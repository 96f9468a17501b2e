use smol_str::SmolStr;

/// SIP request methods the engine distinguishes.
#[derive(Debug, Clone, PartialEq, Eq, Hash)]
pub enum Method {
    Invite,
    Ack,
    Bye,
    Cancel,
    Register,
    Options,
    Info,
    Update,
    Message,
    Prack,
    Refer,
    Subscribe,
    Notify,
    Publish,
    Unknown(SmolStr),
}

impl Method {
    /// Returns the canonical uppercase token for this method.
    pub fn as_str(&self) -> &str {
        match self {
            Method::Invite => "INVITE",
            Method::Ack => "ACK",
            Method::Bye => "BYE",
            Method::Cancel => "CANCEL",
            Method::Register => "REGISTER",
            Method::Options => "OPTIONS",
            Method::Info => "INFO",
            Method::Update => "UPDATE",
            Method::Message => "MESSAGE",
            Method::Prack => "PRACK",
            Method::Refer => "REFER",
            Method::Subscribe => "SUBSCRIBE",
            Method::Notify => "NOTIFY",
            Method::Publish => "PUBLISH",
            Method::Unknown(token) => token.as_str(),
        }
    }

    /// Parses a method token, returning `Unknown` for extension methods.
    pub fn from_token(token: &str) -> Self {
        if token.eq_ignore_ascii_case("INVITE") {
            Method::Invite
        } else if token.eq_ignore_ascii_case("ACK") {
            Method::Ack
        } else if token.eq_ignore_ascii_case("BYE") {
            Method::Bye
        } else if token.eq_ignore_ascii_case("CANCEL") {
            Method::Cancel
        } else if token.eq_ignore_ascii_case("REGISTER") {
            Method::Register
        } else if token.eq_ignore_ascii_case("OPTIONS") {
            Method::Options
        } else if token.eq_ignore_ascii_case("INFO") {
            Method::Info
        } else if token.eq_ignore_ascii_case("UPDATE") {
            Method::Update
        } else if token.eq_ignore_ascii_case("MESSAGE") {
            Method::Message
        } else if token.eq_ignore_ascii_case("PRACK") {
            Method::Prack
        } else if token.eq_ignore_ascii_case("REFER") {
            Method::Refer
        } else if token.eq_ignore_ascii_case("SUBSCRIBE") {
            Method::Subscribe
        } else if token.eq_ignore_ascii_case("NOTIFY") {
            Method::Notify
        } else if token.eq_ignore_ascii_case("PUBLISH") {
            Method::Publish
        } else {
            Method::Unknown(SmolStr::new(token.to_owned()))
        }
    }

    /// Returns `true` for INVITE, which has its own transaction timer profile.
    pub fn is_invite(&self) -> bool {
        matches!(self, Method::Invite)
    }

    /// Returns `true` for ACK and CANCEL, which never get their own proxy state.
    pub fn is_hop_by_hop(&self) -> bool {
        matches!(self, Method::Ack | Method::Cancel)
    }
}

impl std::fmt::Display for Method {
    fn fmt(&self, f: &mut std::fmt::Formatter<'_>) -> std::fmt::Result {
        f.write_str(self.as_str())
    }
}
/// What the caller must do after one branch event was absorbed.
pub(crate) struct HandleResult {
    /// Response to forward upstream now, if any.
    pub forward: Option<Response>,
    /// CANCELs to dispatch (best-effort, off the caller's critical path).
    pub cancels: Vec<CancelTask>,
    /// Present when the branch reached a terminal state on this event.
    pub settled: Option<Settled>,
    /// True when every registered branch is terminal.
    pub all_terminal: bool,
}

impl HandleResult {
    fn ignored(all_terminal: bool) -> Self {
        Self {
            forward: None,
            cancels: Vec::new(),
            settled: None,
            all_terminal,
        }
    }
}

struct BestResponse {
    response: Response,
    branch: BranchId,
}

struct Inner {
    state: TxnState,
    request: Request,
    branches: HashMap<BranchId, Branch>,
    best: Option<BestResponse>,
    responded: bool,
    /// Provisional status codes already forwarded upstream.
    forwarded_provisionals: HashSet<u16>,
}

impl Inner {
    fn all_terminal(&self) -> bool {
        self.branches.values().all(Branch::is_terminal)
    }

    /// Cancels every branch still awaiting a final response. Terminal
    /// branches are left untouched.
    fn collect_pending_cancels(&mut self) -> Vec<CancelTask> {
        let mut cancels = Vec::new();
        for branch in self.branches.values_mut() {
            if !branch.is_terminal() {
                branch.stop_timer();
                branch.state = BranchState::Cancelled;
                cancels.push(CancelTask {
                    branch: branch.id.clone(),
                    target: branch.target.clone(),
                    invite: branch.request.clone(),
                });
            }
        }
        cancels
    }

    /// Records `response` as best if it beats the current candidate:
    /// 6xx outranks other classes, then numerically lowest code; ties keep
    /// the first arrival.
    fn consider_best(&mut self, response: Response, branch: BranchId) {
        let replace = match &self.best {
            None => true,
            Some(current) => {
                let cur = &current.response;
                match (response.is_global_failure(), cur.is_global_failure()) {
                    (true, false) => true,
                    (false, true) => false,
                    _ => response.code() < cur.code(),
                }
            }
        };
        if replace {
            self.best = Some(BestResponse { response, branch });
        }
    }
}

/// Aggregates every branch for one inbound request and decides the single
/// response sent upstream.
pub struct ProxyTransaction {
    aggregator: std::sync::Arc<ErrorAggregator>,
    auto_cancel: bool,
    retry_after_ms: u64,
    inner: Mutex<Inner>,
}
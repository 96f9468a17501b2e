// sluice-rs - The Sluice SIP Proxy Engine
// Copyright (C) 2025 James Ferris <ferrous.communications@gmail.com>
// SPDX-License-Identifier: Apache-2.0 OR MIT

//! Shared fixtures for the engine integration tests: recording collaborator
//! doubles and request builders.

use std::collections::HashMap;
use std::sync::atomic::{AtomicUsize, Ordering};
use std::sync::Arc;

use async_trait::async_trait;
use bytes::Bytes;
use parking_lot::Mutex;
use smol_str::SmolStr;

use sluice_msg::{Headers, Method, Request, RequestLine, Response, SipUri};
use sluice_proxy::{
    Binding, BranchId, ErrorAggregator, ListenerRegistry, OutboundTransport, ProxyConfig,
    ProxyController, ResolveError, Target, TargetResolver, TransportFault, TransportKind,
    UpstreamSink,
};

/// Transport double that records every send and can fail per host.
#[derive(Default)]
pub struct RecordingTransport {
    pub sent: Mutex<Vec<(BranchId, Target, Request)>>,
    pub cancels: Mutex<Vec<BranchId>>,
    fail_hosts: Mutex<HashMap<String, std::io::ErrorKind>>,
}

impl RecordingTransport {
    pub fn new() -> Arc<Self> {
        Arc::new(Self::default())
    }

    /// Makes sends toward `host` fail with the given connect error kind.
    pub fn fail_host(&self, host: &str, kind: std::io::ErrorKind) {
        self.fail_hosts.lock().insert(host.to_string(), kind);
    }

    pub fn sent_count(&self) -> usize {
        self.sent.lock().len()
    }

    pub fn cancel_count(&self) -> usize {
        self.cancels.lock().len()
    }

    /// Returns the branch id of the attempt sent to `host`.
    pub fn branch_for(&self, host: &str) -> Option<BranchId> {
        self.sent
            .lock()
            .iter()
            .find(|(_, target, _)| target.uri.host.as_str() == host)
            .map(|(branch, _, _)| branch.clone())
    }

    pub fn sent_hosts(&self) -> Vec<String> {
        self.sent
            .lock()
            .iter()
            .map(|(_, target, _)| target.uri.host.to_string())
            .collect()
    }
}

#[async_trait]
impl OutboundTransport for RecordingTransport {
    async fn send_request(
        &self,
        branch: &BranchId,
        target: &Target,
        request: Request,
    ) -> Result<(), TransportFault> {
        let fail = self
            .fail_hosts
            .lock()
            .get(target.uri.host.as_str())
            .copied();
        self.sent
            .lock()
            .push((branch.clone(), target.clone(), request));
        match fail {
            Some(kind) => Err(TransportFault::Connect {
                kind,
                binding: Binding::new(target.transport),
            }),
            None => Ok(()),
        }
    }

    async fn send_cancel(
        &self,
        branch: &BranchId,
        _target: &Target,
        _cancel: Request,
    ) -> Result<(), TransportFault> {
        self.cancels.lock().push(branch.clone());
        Ok(())
    }
}

/// Resolver double: hostname → canned targets, defaulting to the URI itself.
#[derive(Default)]
pub struct StaticResolver {
    entries: Mutex<HashMap<String, Vec<Target>>>,
    failures: Mutex<HashMap<String, ResolveError>>,
}

impl StaticResolver {
    pub fn new() -> Arc<Self> {
        Arc::new(Self::default())
    }

    pub fn add(&self, host: &str, targets: Vec<Target>) {
        self.entries.lock().insert(host.to_string(), targets);
    }

    pub fn fail(&self, host: &str, error: ResolveError) {
        self.failures.lock().insert(host.to_string(), error);
    }
}

#[async_trait]
impl TargetResolver for StaticResolver {
    async fn resolve(&self, uri: &SipUri) -> Result<Vec<Target>, ResolveError> {
        if let Some(error) = self.failures.lock().get(uri.host.as_str()) {
            return Err(error.clone());
        }
        Ok(self
            .entries
            .lock()
            .get(uri.host.as_str())
            .cloned()
            .unwrap_or_else(|| vec![Target::new(uri.clone())]))
    }
}

/// Upstream double counting final responses: the at-most-once probe.
#[derive(Default)]
pub struct CountingUpstream {
    pub finals: AtomicUsize,
    pub responses: Mutex<Vec<Response>>,
}

impl CountingUpstream {
    pub fn new() -> Arc<Self> {
        Arc::new(Self::default())
    }

    pub fn final_count(&self) -> usize {
        self.finals.load(Ordering::SeqCst)
    }

    pub fn last_final_code(&self) -> Option<u16> {
        self.responses
            .lock()
            .iter()
            .rev()
            .find(|r| r.is_final())
            .map(|r| r.code())
    }

    pub fn codes(&self) -> Vec<u16> {
        self.responses.lock().iter().map(|r| r.code()).collect()
    }
}

#[async_trait]
impl UpstreamSink for CountingUpstream {
    async fn send_response(&self, response: Response) -> anyhow::Result<()> {
        if response.is_final() {
            self.finals.fetch_add(1, Ordering::SeqCst);
        }
        self.responses.lock().push(response);
        Ok(())
    }
}

/// A minimal INVITE the way a downstream client would send it.
pub fn invite() -> Request {
    let mut headers = Headers::new();
    headers.push(
        "Via",
        "SIP/2.0/UDP client.example.com:5060;branch=z9hG4bKclient1",
    );
    headers.push("From", "<sip:alice@example.com>;tag=1928301774");
    headers.push("To", "<sip:bob@example.com>");
    headers.push("Call-ID", "a84b4c76e66710@client.example.com");
    headers.push("CSeq", "314159 INVITE");
    headers.push("Max-Forwards", "70");
    headers.push("Contact", "<sip:alice@client.example.com>");
    headers.push("Content-Length", "0");

    Request::new(
        RequestLine::new(Method::Invite, SipUri::parse("sip:bob@example.com").unwrap()),
        headers,
        Bytes::new(),
    )
}

pub fn target(host: &str) -> Target {
    Target::new(SipUri::parse(&format!("sip:{host}")).unwrap())
}

pub fn response(code: u16) -> Response {
    Response::new(
        sluice_msg::StatusLine::from_code(code),
        Headers::new(),
        Bytes::new(),
    )
}

/// Builds a controller directly with the given config snapshot and doubles.
pub fn controller_with(
    config: ProxyConfig,
    transport: Arc<RecordingTransport>,
    resolver: Arc<StaticResolver>,
    upstream: Arc<CountingUpstream>,
) -> ProxyController {
    let config = Arc::new(config);
    let request_timeout = config.request_timeout(TransportKind::Udp, true);
    let sequential_timeout = config.sequential_search_timeout(TransportKind::Udp, true);
    let aggregator = Arc::new(ErrorAggregator::new(
        SmolStr::new("a84b4c76e66710@client.example.com"),
        Method::Invite,
        Arc::new(ListenerRegistry::new()),
    ));
    ProxyController::new(
        config,
        transport,
        resolver,
        upstream,
        aggregator,
        request_timeout,
        sequential_timeout,
    )
}

/// Lets every spawned send/timer/event task run to quiescence.
pub async fn settle() {
    for _ in 0..100 {
        tokio::task::yield_now().await;
    }
}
----
* PROBLEM REQUIREMENTS
Lines from the entries that contain the word "ErrorKind" are what the answer must hold.

* OUTPUT
    fail_hosts: Mutex<HashMap<String, std::io::ErrorKind>>,
    pub fn fail_host(&self, host: &str, kind: std::io::ErrorKind) {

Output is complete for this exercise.